Vision of Students Today video

This YouTub video A Vision of Students Today came out of an intro anthropology class at Kansas State University. Pretty interesting.

Marcia

Personal Library

I'm not sure what to make of this resource. I'm talking about Questia, what appears a subscription-based online library which you can access via one of several personal subscription plans including the low annual price of $99.95 per year. It gets a big zero in the science resources column, but I'm not sure how the humanities journal titles stand up.

This is from the "about" section for librarians-

"Although the agreements licensing the content on Questia from publishers prohibits us from selling directly to libraries, Questia is a great resource for librarians who routinely assist undergraduate students in their research efforts to recommend to their students."
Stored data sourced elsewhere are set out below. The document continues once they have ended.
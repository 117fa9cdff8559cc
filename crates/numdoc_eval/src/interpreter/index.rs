//! Subscripting: `x[i]`, `x[a:b:c]`, `m[i, j]`, boolean masks.

use crate::errors::{index_out_of_range, key_not_found, raised, type_error, value_error, EvalResult};
use crate::value::{Array, DType, Value};

/// An evaluated subscript.
#[derive(Clone, Debug)]
pub(super) enum Subscript {
    Item(Value),
    Slice(Option<i64>, Option<i64>, Option<i64>),
    Multi(Vec<Subscript>),
}

impl Subscript {
    /// The subscript as a plain value, for dict keys.
    fn into_key(self) -> EvalResult<Value> {
        match self {
            Subscript::Item(value) => Ok(value),
            Subscript::Multi(items) => Ok(Value::Tuple(
                items
                    .into_iter()
                    .map(Subscript::into_key)
                    .collect::<EvalResult<_>>()?,
            )),
            Subscript::Slice(..) => Err(type_error("unhashable type: 'slice'")),
        }
    }
}

fn len_i64(len: usize) -> i64 {
    i64::try_from(len).unwrap_or(i64::MAX)
}

fn to_usize(i: i64) -> usize {
    usize::try_from(i).unwrap_or(0)
}

/// Resolve a possibly negative index against `len`.
fn resolve(index: i64, len: usize) -> Option<usize> {
    let resolved = if index < 0 { index + len_i64(len) } else { index };
    usize::try_from(resolved).ok().filter(|&i| i < len)
}

/// Positions selected by a slice over a sequence of `len`.
pub(super) fn slice_positions(
    len: usize,
    start: Option<i64>,
    stop: Option<i64>,
    step: Option<i64>,
) -> EvalResult<Vec<usize>> {
    let step = step.unwrap_or(1);
    if step == 0 {
        return Err(value_error("slice step cannot be zero"));
    }
    let n = len_i64(len);
    let norm = |v: i64| if v < 0 { v + n } else { v };
    let mut positions = Vec::new();
    if step > 0 {
        let mut i = start.map_or(0, |v| norm(v).clamp(0, n));
        let end = stop.map_or(n, |v| norm(v).clamp(0, n));
        while i < end {
            positions.push(to_usize(i));
            i += step;
        }
    } else {
        let mut i = start.map_or(n - 1, |v| norm(v).clamp(-1, n - 1));
        let end = stop.map_or(-1, |v| norm(v).clamp(-1, n - 1));
        while i > end {
            positions.push(to_usize(i));
            i += step;
        }
    }
    Ok(positions)
}

fn int_index(value: &Value, what: &str) -> EvalResult<i64> {
    value.as_int().ok_or_else(|| {
        type_error(format!(
            "{what} indices must be integers or slices, not {}",
            value.type_name()
        ))
    })
}

/// `container[subscript]`
pub(super) fn get_item(container: &Value, subscript: Subscript) -> EvalResult<Value> {
    match container {
        Value::List(items) | Value::Tuple(items) => {
            let what = if matches!(container, Value::List(_)) { "list" } else { "tuple" };
            match subscript {
                Subscript::Item(index) => {
                    let index = int_index(&index, what)?;
                    resolve(index, items.len())
                        .map(|i| items[i].clone())
                        .ok_or_else(|| index_out_of_range(what))
                }
                Subscript::Slice(start, stop, step) => {
                    let picked = slice_positions(items.len(), start, stop, step)?
                        .into_iter()
                        .map(|i| items[i].clone())
                        .collect();
                    Ok(if what == "list" {
                        Value::List(picked)
                    } else {
                        Value::Tuple(picked)
                    })
                }
                Subscript::Multi(_) => Err(type_error(format!(
                    "{what} indices must be integers or slices, not tuple"
                ))),
            }
        }
        Value::Str(text) => {
            let chars: Vec<char> = text.chars().collect();
            match subscript {
                Subscript::Item(index) => {
                    let index = int_index(&index, "string")?;
                    resolve(index, chars.len())
                        .map(|i| Value::Str(chars[i].to_string()))
                        .ok_or_else(|| index_out_of_range("string"))
                }
                Subscript::Slice(start, stop, step) => Ok(Value::Str(
                    slice_positions(chars.len(), start, stop, step)?
                        .into_iter()
                        .map(|i| chars[i])
                        .collect(),
                )),
                Subscript::Multi(_) => Err(type_error("string indices must be integers")),
            }
        }
        Value::Dict(entries) => {
            let key = subscript.into_key()?;
            entries
                .iter()
                .find(|(k, _)| k.equals(&key))
                .map(|(_, v)| v.clone())
                .ok_or_else(|| key_not_found(&key.repr()))
        }
        Value::Array(array) => {
            let (positions, shape) = select(array, subscript)?;
            let data: Vec<f64> = positions.iter().map(|&p| array.data[p]).collect();
            let picked = Array {
                data,
                shape,
                dtype: array.dtype,
            };
            Ok(if picked.shape.is_empty() {
                picked.element(0)
            } else {
                Value::Array(picked)
            })
        }
        other => Err(type_error(format!(
            "'{}' object is not subscriptable",
            other.type_name()
        ))),
    }
}

/// `container[subscript] = value`, in place.
pub(super) fn set_item(container: &mut Value, subscript: Subscript, value: Value) -> EvalResult<()> {
    match container {
        Value::List(items) => match subscript {
            Subscript::Item(index) => {
                let index = int_index(&index, "list")?;
                let slot = resolve(index, items.len())
                    .ok_or_else(|| raised("IndexError", "list assignment index out of range"))?;
                items[slot] = value;
                Ok(())
            }
            _ => Err(type_error("list indices must be integers")),
        },
        Value::Dict(entries) => {
            let key = subscript.into_key()?;
            let slot = entries.iter().position(|(k, _)| k.equals(&key));
            match slot {
                Some(slot) => entries[slot].1 = value,
                None => entries.push((key, value)),
            }
            Ok(())
        }
        Value::Array(array) => {
            let (positions, _) = select(array, subscript)?;
            let source = Array::from_value(&value)?;
            if source.size() == 1 {
                for p in positions {
                    array.data[p] = source.data[0];
                }
            } else if source.size() == positions.len() {
                for (p, v) in positions.into_iter().zip(source.data) {
                    array.data[p] = v;
                }
            } else {
                return Err(value_error(format!(
                    "could not broadcast input array of size {} into {} positions",
                    source.size(),
                    positions.len()
                )));
            }
            if array.dtype == DType::Int {
                for v in &mut array.data {
                    *v = v.trunc();
                }
            }
            Ok(())
        }
        other => Err(type_error(format!(
            "'{}' object does not support item assignment",
            other.type_name()
        ))),
    }
}

/// `del container[subscript]`
pub(super) fn delete_item(container: &mut Value, subscript: Subscript) -> EvalResult<()> {
    match container {
        Value::List(items) => {
            let Subscript::Item(index) = subscript else {
                return Err(type_error("list indices must be integers"));
            };
            let slot = resolve(int_index(&index, "list")?, items.len())
                .ok_or_else(|| raised("IndexError", "list assignment index out of range"))?;
            items.remove(slot);
            Ok(())
        }
        Value::Dict(entries) => {
            let key = subscript.into_key()?;
            let slot = entries
                .iter()
                .position(|(k, _)| k.equals(&key))
                .ok_or_else(|| key_not_found(&key.repr()))?;
            entries.remove(slot);
            Ok(())
        }
        other => Err(type_error(format!(
            "'{}' object doesn't support item deletion",
            other.type_name()
        ))),
    }
}

/// Flat positions and result shape selected from `array`.
fn select(array: &Array, subscript: Subscript) -> EvalResult<(Vec<usize>, Vec<usize>)> {
    // A boolean mask of the array's own shape picks elements directly.
    if let Subscript::Item(Value::Array(mask)) = &subscript {
        if mask.dtype == DType::Bool {
            if mask.shape != array.shape {
                return Err(raised(
                    "IndexError",
                    "boolean index did not match indexed array",
                ));
            }
            let positions: Vec<usize> = mask
                .data
                .iter()
                .enumerate()
                .filter(|(_, m)| **m != 0.0)
                .map(|(i, _)| i)
                .collect();
            let count = positions.len();
            return Ok((positions, vec![count]));
        }
    }
    let subscripts = match subscript {
        Subscript::Multi(items) => items,
        single => vec![single],
    };
    if subscripts.len() > array.ndim() {
        return Err(raised(
            "IndexError",
            format!(
                "too many indices for array: array is {}-dimensional, but {} were indexed",
                array.ndim(),
                subscripts.len()
            ),
        ));
    }
    let mut axes: Vec<(Vec<usize>, bool)> = Vec::with_capacity(array.ndim());
    let mut subscripts = subscripts.into_iter();
    for (axis, &size) in array.shape.iter().enumerate() {
        let picked = match subscripts.next() {
            None => ((0..size).collect(), true),
            Some(Subscript::Slice(start, stop, step)) => {
                (slice_positions(size, start, stop, step)?, true)
            }
            Some(Subscript::Item(value @ (Value::List(_) | Value::Array(_)))) => {
                let indices = fancy_indices(&value, axis, size)?;
                (indices, true)
            }
            Some(Subscript::Item(value)) => {
                let index = int_index(&value, "array")?;
                let resolved = resolve(index, size).ok_or_else(|| {
                    raised(
                        "IndexError",
                        format!("index {index} is out of bounds for axis {axis} with size {size}"),
                    )
                })?;
                (vec![resolved], false)
            }
            Some(Subscript::Multi(_)) => {
                return Err(raised("IndexError", "only integers, slices and integer arrays are valid indices"))
            }
        };
        axes.push(picked);
    }
    let mut strides = vec![1; array.ndim()];
    for axis in (0..array.ndim().saturating_sub(1)).rev() {
        strides[axis] = strides[axis + 1] * array.shape[axis + 1];
    }
    let mut positions = vec![0usize];
    for ((indices, _), &stride) in axes.iter().zip(&strides) {
        positions = positions
            .iter()
            .flat_map(|&base| indices.iter().map(move |&i| base + i * stride))
            .collect();
    }
    let shape = axes
        .iter()
        .filter(|(_, kept)| *kept)
        .map(|(indices, _)| indices.len())
        .collect();
    Ok((positions, shape))
}

fn fancy_indices(value: &Value, axis: usize, size: usize) -> EvalResult<Vec<usize>> {
    let items = match value {
        Value::Array(array) => (0..array.size()).map(|i| array.element(i)).collect(),
        other => other.iterate()?,
    };
    items
        .iter()
        .map(|item| {
            let index = int_index(item, "array")?;
            resolve(index, size).ok_or_else(|| {
                raised(
                    "IndexError",
                    format!("index {index} is out of bounds for axis {axis} with size {size}"),
                )
            })
        })
        .collect()
}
This is from the "about" section for publishers-

"When students borrow a library book or photocopy pages directly from texts, you lose an opportunity for revenue. The Questia business model captures that opportunity. Students and other users are able to search the Questia collection at no charge, but they cannot access a single page without paying a subscription fee. Publishers receive revenue from these subscription fees each time a student views a page of one of your works."

A community college librarian on the ERIL-L asked if anyone had any experience with providing individual Questia accounts to students... Isn't that what EZ Proxy is for?